Understanding the Degradation and Stress Response Mechanisms of Cypermethrin by Bacillus subtilis J6 Isolated from Broiler Gastrointestinal Tract

Pyrethroid residues in the environment and agricultural products have caused significant negative effects on food safety and human health. In this study, a novel strain of Bacillus subtilis J6, isolated from the cecum of broilers, exhibited the ability to degrade cypermethrin and its major metabolite, 3-phenoxybenzoic acid. The identified intermediates indicated that B. subtilis J6 degrades cypermethrin through ester bond hydrolysis, benzene hydroxylation, and ether bond cleavage. Predictive toxicology analysis suggested that this degradation process effectively reduces toxicity. Transcriptomic analysis revealed that esterases, oxidoreductases, cytochrome P450 enzymes, and ring-cleavage dioxygenases may contribute to cypermethrin degradation.

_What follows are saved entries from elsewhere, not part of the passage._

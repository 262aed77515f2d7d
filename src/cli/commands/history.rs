use anyhow::Context;
use chrono::{DateTime, Local, NaiveDate, NaiveTime, TimeZone, Utc};

use crate::db::ClearedCounts;
use crate::domain::HistorySource;
use crate::state::AppState;

use super::print_json;

/// Parses a range bound. Bare dates cover the whole local day, so `--from`
/// takes its first instant and `--to` its last.
fn parse_bound(raw: &str, end_of_day: bool) -> anyhow::Result<DateTime<Utc>> {
    let raw = raw.trim();

    if let Ok(instant) = DateTime::parse_from_rfc3339(raw) {
        return Ok(instant.with_timezone(&Utc));
    }

    let date = NaiveDate::parse_from_str(raw, "%Y-%m-%d")
        .with_context(|| format!("Expected RFC 3339 timestamp or YYYY-MM-DD, got {raw:?}"))?;

    let time = if end_of_day {
        NaiveTime::from_hms_micro_opt(23, 59, 59, 999_999).unwrap_or(NaiveTime::MIN)
    } else {
        NaiveTime::MIN
    };

    let local = Local
        .from_local_datetime(&date.and_time(time))
        .earliest()
        .with_context(|| format!("{raw} does not exist in the local time zone"))?;

    Ok(local.with_timezone(&Utc))
}

fn print_cleared(counts: ClearedCounts, what: &str) {
    println!(
        "✓ Cleared {what}: {} entr{} ({} current, {} earlier)",
        counts.total(),
        if counts.total() == 1 { "y" } else { "ies" },
        counts.history,
        counts.log
    );
}

pub async fn cmd_history_list(state: &AppState, token: Option<&str>, json: bool) -> anyhow::Result<()> {
    let user = state.require_user(token).await?;
    let items = state.history.get_unified_history(Some(user)).await?;

    if json {
        return print_json(&items);
    }

    if items.is_empty() {
        println!("No search history.");
        return Ok(());
    }

    println!("Search history ({} entries):", items.len());
    println!("{:-<70}", "");
    for item in items {
        println!("• {}", item.query);
        println!("  {} | {} {}", item.created_at, item.source, item.id);
    }

    Ok(())
}

pub async fn cmd_history_delete(
    state: &AppState,
    token: Option<&str>,
    id: &str,
    source: HistorySource,
) -> anyhow::Result<()> {
    let user = state.require_user(token).await?;
    state.history.delete_item(Some(user), id, source).await?;
    println!("✓ Deleted history entry {id}");
    Ok(())
}

pub async fn cmd_history_clear(
    state: &AppState,
    token: Option<&str>,
    today: bool,
    from: Option<&str>,
    to: Option<&str>,
    json: bool,
) -> anyhow::Result<()> {
    let user = state.require_user(token).await?;

    let (counts, what) = match (today, from, to) {
        (true, _, _) => (state.history.clear_today(Some(user)).await?, "today's history".to_string()),
        (false, Some(from), Some(to)) => {
            let start = parse_bound(from, false)?;
            let end = parse_bound(to, true)?;
            (
                state.history.clear_range(Some(user), start, end).await?,
                format!("history from {from} to {to}"),
            )
        }
        (false, None, None) => (state.history.clear_all(Some(user)).await?, "all history".to_string()),
        _ => anyhow::bail!("--from and --to must be given together"),
    };

    if json {
        return print_json(&counts);
    }

    print_cleared(counts, &what);
    Ok(())
}

#[cfg(test)]
mod tests {
    use super::*;

    #[test]
    fn parse_bound_accepts_rfc3339() {
        let bound = parse_bound("2025-03-01T12:00:00Z", false).unwrap();
        assert_eq!(bound, Utc.with_ymd_and_hms(2025, 3, 1, 12, 0, 0).unwrap());
    }

    #[test]
    fn parse_bound_expands_dates_to_whole_local_day() {
        let start = parse_bound("2025-03-01", false).unwrap();
        let end = parse_bound("2025-03-01", true).unwrap();
        assert!(start < end);
        assert!(end - start < chrono::Duration::hours(25));
        assert_eq!(start.with_timezone(&Local).date_naive().to_string(), "2025-03-01");
    }

    #[test]
    fn parse_bound_rejects_garbage() {
        assert!(parse_bound("yesterday", false).is_err());
    }
}
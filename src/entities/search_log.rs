use sea_orm::entity::prelude::*;

/// Every earlier occurrence of a repeated search. Never deduplicated.
#[derive(Clone, Debug, PartialEq, Eq, DeriveEntityModel)]
#[sea_orm(table_name = "search_log")]
pub struct Model {
    #[sea_orm(primary_key, auto_increment = false)]
    pub id: String,
    pub user_id: i32,
    #[sea_orm(column_type = "Text")]
    pub query: String,
    pub query_hash: String,
    /// Copied from the history row this entry displaced
    pub created_at: String,
}

#[derive(Copy, Clone, Debug, EnumIter, DeriveRelation)]
pub enum Relation {
    #[sea_orm(
        belongs_to = "super::users::Entity",
        from = "Column::UserId",
        to = "super::users::Column::Id",
        on_update = "Cascade",
        on_delete = "Cascade"
    )]
    User,
}

impl Related<super::users::Entity> for Entity {
    fn to() -> RelationDef {
        Relation::User.def()
    }
}

impl ActiveModelBehavior for ActiveModel {}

In addition, B. subtilis J6 mitigates cypermethrin stress by enhancing growth metabolism, sporulation, and material transport, whereas it downregulates pathways associated with cell motility and respiration. These findings identify B. subtilis J6 as a promising candidate for pyrethroid bioremediation in the food and feed industries and provide new insights into its degradation pathways and adaptive responses.